Quando a absorção é maximizada, sabemos que a frequência do raio de laser corresponde à frequência dos fótons equivalente à diferença de energia entre os dois níveis de energia atômica. Se o raio de laser não for absorvido ao máximo, alteramos um pouco sua frequência até que a absorção seja maximizada e satisfaça essa condição. Então, contando o número de ciclos da oscilação do laser, determinamos com precisão os intervalos de tempo (Figura 3).
Os relógios atômicos são usados em satélites para detectar nossa localização, por meio do GPS presente nos smartphones, por exemplo. Conhecer a velocidade da luz e usar relógios atômicos sincronizados para medir o tempo que a luz leva para viajar do satélite até o smartphone permite ao software calcular com precisão a que distância estamos do satélite. Usando uma rede de satélites com tempo sincronizado, nossa localização tridimensional pode ser determinada. Os relógios atômicos dos satélites devem ser muito precisos, pois erros minúsculos na medição do tempo, mesmo na escala de um milionésimo de segundo, resultam em grandes erros de centenas de metros na determinação da localização por meio do GPS.

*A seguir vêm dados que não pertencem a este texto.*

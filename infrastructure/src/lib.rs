//! Infrastructure layer for toolgate
//!
//! This crate contains adapters that implement the ports defined in the
//! application layer: the handler dispatcher over the six execution
//! strategies, the cache stores, configuration file loading, and the
//! composition root wiring a gateway together.

pub mod bootstrap;
pub mod cache_store;
pub mod config;
pub mod credentials;
pub mod dispatch;
pub mod tool_source;

// Re-export commonly used types
pub use bootstrap::{BootstrapError, GatewayBuilder};
pub use cache_store::{JsonFileCacheStore, MemoryCacheStore};
pub use config::{ConfigLoader, ConfigValidationError, FileConfig, FileGatewayConfig, FileToolConfig};
pub use credentials::ConfigCredentialResolver;
pub use dispatch::{FunctionRegistry, HandlerDispatcher, ToolFunction};
pub use tool_source::StaticToolSource;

Durante muitos anos, os melhores relógios atômicos se basearam em uma transição específica em um determinado elemento (a transição de micro-ondas “hiperfina” em césio atômico neutro, que tem uma frequência de 9,2 GHz ou cerca de 9,2 x 109 Hz.). Mas, nos últimos anos, os padrões de frequência mais precisos se baseiam em transições com frequências próximas às das ondas de luz, correspondentes às cores da luz que vemos a olho nu, em torno de 1015 ciclos por segundo [4] (Para saber mais sobre relógios atômicos ópticos, veja este artigo [em inglês]). As incertezas nessas frequências devidas às perturbações ambientais são de cerca de 1 parte em 1018, isto é, os relógios baseados nessas transições seriam incertos em menos de 1 segundo ao longo da idade do universo (~13,7 bilhões de anos)!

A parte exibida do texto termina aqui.